I seek to know in what place, away from the slow-thieving
dust, you keep them now. I find in my solitude
some song of your evening that died, yet left a deathless
echo; and the sighs of your unsatisfied hours I find
nestled in the warm quiet of the autumn noon.
Your desires come from the hive of the past to haunt
my heart, and I sit still to listen to their wings.
26
You have taken a bath in the dark sea. You are
once again veiled in a bride’s robe, and through
death’s arch you come back to repeat our wedding
in the soul.
Neither lute nor drum is struck, no crowd has gathered,
not a wreath is hung on the gate.
Your unuttered words meet mine in a ritual unillumined
by lamps.
27
I was walking along a path overgrown with grass, when
suddenly I heard from some one behind, “See
if you know me?”
I turned round and looked at her and said, “I
cannot remember your name.”
She said, “I am that first great Sorrow whom
you met when you were young.”
Her eyes looked like a morning whose dew is still
in the air.
I stood silent for some time till I said, “Have
you lost all the great burden of your tears?”

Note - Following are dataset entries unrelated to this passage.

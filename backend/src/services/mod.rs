//! Business logic services for AgriQ

pub mod auth;
pub mod batch;
pub mod customer;
pub mod ledger;
pub mod movement;
pub mod order;
pub mod product;
pub mod reporting;
pub mod shipment;

pub use auth::AuthService;
pub use batch::BatchService;
pub use customer::CustomerService;
pub use movement::MovementService;
pub use order::OrderService;
pub use product::ProductService;
pub use reporting::ReportingService;
pub use shipment::ShipmentService;
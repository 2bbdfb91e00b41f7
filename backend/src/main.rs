//! AgriQ - Backend Server
//!
//! Inventory and sales management for a small agricultural business:
//! production batches, deposit→market shipments, customer orders,
//! sales, discards, and reporting dashboards.

use axum::{routing::get, Router};
use sqlx::postgres::PgPoolOptions;
use std::{net::SocketAddr, sync::Arc, time::Duration};
use tower_http::{
    cors::{Any, CorsLayer},
    trace::TraceLayer,
};
use tracing_subscriber::{layer::SubscriberExt, util::SubscriberInitExt};

mod config;
mod error;
mod handlers;
mod middleware;
mod models;
mod routes;
mod services;

pub use config::Config;

/// Application state shared across handlers
#[derive(Clone)]
pub struct AppState {
    pub db: sqlx::PgPool,
    pub config: Arc<Config>,
}

#[tokio::main]
async fn main() -> anyhow::Result<()> {
    // Initialize tracing
    tracing_subscriber::registry()
        .with(
            tracing_subscriber::EnvFilter::try_from_default_env()
                .unwrap_or_else(|_| "agriq_server=debug,tower_http=debug,sqlx=warn".into()),
        )
        .with(tracing_subscriber::fmt::layer())
        .init();

    // Load configuration
    dotenvy::dotenv().ok();
    let config = config::Config::load()?;

    tracing::info!("Starting AgriQ Server");
    tracing::info!("Environment: {}", config.environment);

    // Create database connection pool
    tracing::info!("Connecting to database...");
    let db_pool = PgPoolOptions::new()
        .max_connections(config.database.max_connections)
        .min_connections(config.database.min_connections)
        .acquire_timeout(Duration::from_secs(30))
        .connect(&config.database.url)
        .await?;

    tracing::info!("Database connection established");

    // Run migrations in development
    if config.environment == "development" {
        tracing::info!("Running database migrations...");
        sqlx::migrate!("./migrations").run(&db_pool).await?;
        tracing::info!("Migrations completed");
    }

    // Create application state
    let state = AppState {
        db: db_pool,
        config: Arc::new(config.clone()),
    };

    // Build application
    let app = create_app(state);

    // Start server
    let addr = SocketAddr::from(([0, 0, 0, 0], config.server.port));
    tracing::info!("Listening on {}", addr);

    let listener = tokio::net::TcpListener::bind(addr).await?;
    axum::serve(listener, app).await?;

    Ok(())
}

/// Create the application router with all routes and middleware
fn create_app(state: AppState) -> Router {
    // CORS configuration
    let cors = CorsLayer::new()
        .allow_origin(Any)
        .allow_methods(Any)
        .allow_headers(Any);

    Router::new()
        .route("/", get(root))
        .route("/health", get(health_check))
        .nest("/api/v1", routes::api_routes(state.clone()))
        .layer(TraceLayer::new_for_http())
        .layer(cors)
        .with_state(state)
}

/// Root endpoint
async fn root() -> &'static str {
    "AgriQ API v1.0"
}

/// Health check endpoint
async fn health_check() -> &'static str {
    "OK"
}
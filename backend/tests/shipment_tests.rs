//! Shipment lifecycle tests: dispatch, edit reversal, reception, return

use proptest::prelude::*;

use shared::models::{reverse_deltas, BatchCounters, LedgerOp, ShipmentStatus};

// ============================================================================
// Unit Tests
// ============================================================================

#[cfg(test)]
mod unit_tests {
    use super::*;

    /// Dispatch moves deposit stock into transit
    #[test]
    fn test_dispatch_moves_stock_to_sent() {
        let mut counters = BatchCounters::new_stored(100);
        counters.apply_all(&LedgerOp::Send { quantity: 40 }.deltas());

        assert_eq!(counters.deposit, 60);
        assert_eq!(counters.sent, 40);
        assert_eq!(counters.balance_sum(), 100);
    }

    /// Editing a pending shipment reverses the old dispatch before
    /// applying the new one
    #[test]
    fn test_edit_reverses_then_reapplies() {
        let mut counters = BatchCounters::new_stored(100);
        let old = LedgerOp::Send { quantity: 40 }.deltas();
        counters.apply_all(&old);

        // Replace the 40-unit dispatch with a 25-unit one
        counters.apply_all(&reverse_deltas(&old));
        assert_eq!(counters.deposit, 100);
        assert_eq!(counters.sent, 0);

        counters.apply_all(&LedgerOp::Send { quantity: 25 }.deltas());
        assert_eq!(counters.deposit, 75);
        assert_eq!(counters.sent, 25);
        assert_eq!(counters.balance_sum(), 100);
    }

    /// Clean reception: everything sent reaches the market
    #[test]
    fn test_reception_without_discrepancy() {
        let mut counters = BatchCounters::new_stored(100);
        counters.apply_all(&LedgerOp::Send { quantity: 40 }.deltas());
        counters.apply_all(
            &LedgerOp::ReceiveAtMarket {
                quantity: 40,
                discrepancy: 0,
            }
            .deltas(),
        );

        assert_eq!(counters.sent, 0);
        assert_eq!(counters.market, 40);
        assert_eq!(counters.discrepancy, 0);
        assert_eq!(counters.balance_sum(), 100);
    }

    /// Short reception: missing units become discrepancy, transit empties
    #[test]
    fn test_reception_with_shortfall() {
        let mut counters = BatchCounters::new_stored(100);
        counters.apply_all(&LedgerOp::Send { quantity: 40 }.deltas());
        counters.apply_all(
            &LedgerOp::ReceiveAtMarket {
                quantity: 37,
                discrepancy: 3,
            }
            .deltas(),
        );

        assert_eq!(counters.sent, 0);
        assert_eq!(counters.market, 37);
        assert_eq!(counters.discrepancy, 3);
        assert_eq!(counters.balance_sum(), 100);
    }

    /// A return accounts for the batch's whole market stock
    #[test]
    fn test_return_empties_market() {
        let mut counters = BatchCounters::new_stored(100);
        counters.apply_all(&LedgerOp::Send { quantity: 40 }.deltas());
        counters.apply_all(
            &LedgerOp::ReceiveAtMarket {
                quantity: 40,
                discrepancy: 0,
            }
            .deltas(),
        );
        counters.apply_all(
            &LedgerOp::ReturnToDeposit {
                quantity: 38,
                discrepancy: 2,
            }
            .deltas(),
        );

        assert_eq!(counters.market, 0);
        assert_eq!(counters.deposit, 98);
        assert_eq!(counters.discrepancy, 2);
        assert_eq!(counters.balance_sum(), 100);
    }

    /// Shipment status wire values and openness
    #[test]
    fn test_shipment_status_values() {
        assert_eq!(ShipmentStatus::Pending.as_str(), "PENDING");
        assert_eq!(ShipmentStatus::ReceivedOk.as_str(), "RECEIVED_OK");
        assert_eq!(ShipmentStatus::ReceivedNoOk.as_str(), "RECEIVED_NO_OK");
        assert_eq!(ShipmentStatus::Returned.as_str(), "RETURNED");

        assert!(ShipmentStatus::Pending.is_open());
        assert!(!ShipmentStatus::ReceivedOk.is_open());
        assert!(!ShipmentStatus::ReceivedNoOk.is_open());
        assert!(!ShipmentStatus::Returned.is_open());
    }
}

// ============================================================================
// Property Tests
// ============================================================================

proptest! {
    /// Property: a dispatch followed by a full-accounting reception
    /// empties transit and keeps the balance sum
    #[test]
    fn prop_dispatch_then_receive_accounts_for_everything(
        initial in 1..10_000i32,
        sent in 1..1_000i32,
        received_fraction in 0..=100i32,
    ) {
        prop_assume!(sent <= initial);
        let received = sent * received_fraction / 100;
        let discrepancy = sent - received;

        let mut counters = BatchCounters::new_stored(initial);
        counters.apply_all(&LedgerOp::Send { quantity: sent }.deltas());
        counters.apply_all(
            &LedgerOp::ReceiveAtMarket { quantity: received, discrepancy }.deltas(),
        );

        prop_assert_eq!(counters.sent, 0);
        prop_assert_eq!(counters.market, received);
        prop_assert_eq!(counters.discrepancy, discrepancy);
        prop_assert_eq!(counters.balance_sum(), initial);
    }

    /// Property: edit replacement lands on the same counters as if the
    /// final dispatch had been created directly
    #[test]
    fn prop_edit_equals_direct_dispatch(
        initial in 1..10_000i32,
        first in 1..1_000i32,
        second in 1..1_000i32,
    ) {
        prop_assume!(first <= initial && second <= initial);

        let mut edited = BatchCounters::new_stored(initial);
        let old = LedgerOp::Send { quantity: first }.deltas();
        edited.apply_all(&old);
        edited.apply_all(&reverse_deltas(&old));
        edited.apply_all(&LedgerOp::Send { quantity: second }.deltas());

        let mut direct = BatchCounters::new_stored(initial);
        direct.apply_all(&LedgerOp::Send { quantity: second }.deltas());

        prop_assert_eq!(edited, direct);
    }
}
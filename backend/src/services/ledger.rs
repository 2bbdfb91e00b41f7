//! Ledger persistence helpers
//!
//! Every mutation service builds on these: insert a movement, insert
//! its detail rows, and apply counter deltas to a batch, all inside
//! the caller's transaction so partial application cannot occur.
//! The deltas themselves come from the pure core in
//! `shared::models::LedgerOp`.

use sqlx::{Postgres, Transaction};
use uuid::Uuid;

use crate::error::{AppError, AppResult};
use shared::models::{BatchCounters, CounterDelta, MovementType};

/// Insert a movement row and return its id
pub async fn insert_movement(
    tx: &mut Transaction<'_, Postgres>,
    movement_type: MovementType,
    user_id: Uuid,
    order_id: Option<Uuid>,
    notes: Option<&str>,
) -> AppResult<Uuid> {
    let movement_id = sqlx::query_scalar::<_, Uuid>(
        r#"
        INSERT INTO movements (movement_type, user_id, order_id, notes)
        VALUES ($1, $2, $3, $4)
        RETURNING id
        "#,
    )
    .bind(movement_type.as_str())
    .bind(user_id)
    .bind(order_id)
    .bind(notes)
    .fetch_one(&mut **tx)
    .await?;

    Ok(movement_id)
}

/// Insert a movement detail row linking a batch and a quantity delta
pub async fn insert_movement_detail(
    tx: &mut Transaction<'_, Postgres>,
    movement_id: Uuid,
    batch_id: Uuid,
    quantity: i32,
) -> AppResult<Uuid> {
    let detail_id = sqlx::query_scalar::<_, Uuid>(
        r#"
        INSERT INTO movement_details (movement_id, batch_id, quantity)
        VALUES ($1, $2, $3)
        RETURNING id
        "#,
    )
    .bind(movement_id)
    .bind(batch_id)
    .bind(quantity)
    .fetch_one(&mut **tx)
    .await?;

    Ok(detail_id)
}

/// Apply counter deltas to a batch, one UPDATE per delta
///
/// Column names come from `CounterField::column`, a fixed set; only the
/// amounts are bound.
pub async fn apply_deltas(
    tx: &mut Transaction<'_, Postgres>,
    batch_id: Uuid,
    deltas: &[CounterDelta],
) -> AppResult<()> {
    for delta in deltas {
        let sql = format!(
            "UPDATE batches SET {0} = {0} + $1, updated_at = NOW() WHERE id = $2",
            delta.field.column()
        );
        let result = sqlx::query(&sql)
            .bind(delta.amount)
            .bind(batch_id)
            .execute(&mut **tx)
            .await?;

        if result.rows_affected() == 0 {
            return Err(AppError::NotFound("Batch".to_string()));
        }
    }
    Ok(())
}

#[derive(Debug, sqlx::FromRow)]
struct CounterRow {
    initial_quantity: i32,
    deposit_quantity: i32,
    sent_quantity: i32,
    market_quantity: i32,
    reserved_quantity: i32,
    sold_quantity: i32,
    discarded_quantity: i32,
    discrepancy_quantity: i32,
}

/// Lock a batch row and return its initial quantity and counters
///
/// `FOR UPDATE` holds the row for the rest of the transaction so two
/// concurrent mutations of the same batch cannot both read stale
/// counters.
pub async fn lock_batch_counters(
    tx: &mut Transaction<'_, Postgres>,
    batch_id: Uuid,
) -> AppResult<(i32, BatchCounters)> {
    let row = sqlx::query_as::<_, CounterRow>(
        r#"
        SELECT initial_quantity, deposit_quantity, sent_quantity, market_quantity,
               reserved_quantity, sold_quantity, discarded_quantity, discrepancy_quantity
        FROM batches
        WHERE id = $1
        FOR UPDATE
        "#,
    )
    .bind(batch_id)
    .fetch_optional(&mut **tx)
    .await?
    .ok_or_else(|| AppError::NotFound("Batch".to_string()))?;

    Ok((
        row.initial_quantity,
        BatchCounters {
            deposit: row.deposit_quantity,
            sent: row.sent_quantity,
            market: row.market_quantity,
            reserved: row.reserved_quantity,
            sold: row.sold_quantity,
            discarded: row.discarded_quantity,
            discrepancy: row.discrepancy_quantity,
        },
    ))
}

/// Batch reference and quantity of one movement detail
#[derive(Debug, Clone, Copy, sqlx::FromRow)]
pub struct DetailRow {
    pub batch_id: Uuid,
    pub quantity: i32,
}

/// Fetch the detail rows of a movement, locking their batches
pub async fn fetch_movement_details(
    tx: &mut Transaction<'_, Postgres>,
    movement_id: Uuid,
) -> AppResult<Vec<DetailRow>> {
    let rows = sqlx::query_as::<_, DetailRow>(
        r#"
        SELECT md.batch_id, md.quantity
        FROM movement_details md
        JOIN batches b ON b.id = md.batch_id
        WHERE md.movement_id = $1
        ORDER BY md.created_at
        FOR UPDATE OF b
        "#,
    )
    .bind(movement_id)
    .fetch_all(&mut **tx)
    .await?;

    Ok(rows)
}

/// Delete the detail rows of a movement (edit actions replace them)
pub async fn delete_movement_details(
    tx: &mut Transaction<'_, Postgres>,
    movement_id: Uuid,
) -> AppResult<u64> {
    let result = sqlx::query("DELETE FROM movement_details WHERE movement_id = $1")
        .bind(movement_id)
        .execute(&mut **tx)
        .await?;

    Ok(result.rows_affected())
}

She smiled and said nothing. I felt that her
tears had had time to learn the language of smiles.
“Once you said,” she whispered, “that
you would cherish your grief for ever.”
I blushed and said, “Yes, but years have passed
and I forget.”
Then I took her hand in mine and said, “But
you have changed.”
“What was sorrow once has now become peace,”
she said.
28
Our life sails on the uncrossed sea whose waves chase
each other in an eternal hide-and-seek.
It is the restless sea of change, feeding its foaming
flocks to lose them over and over again, beating its
hands against the calm of the sky.
Love, in the centre of this circling war-dance of
light and dark, yours is that green island, where
the sun kisses the shy forest shade and silence is
wooed by birds’ singing.
29
AMA AND VINAYAKA
Night on the battlefield: Ama meets
her father VINAYAKA.
Father!
Shameless wanton, you call me “Father”!
you who did not shrink from a Mussulman husband!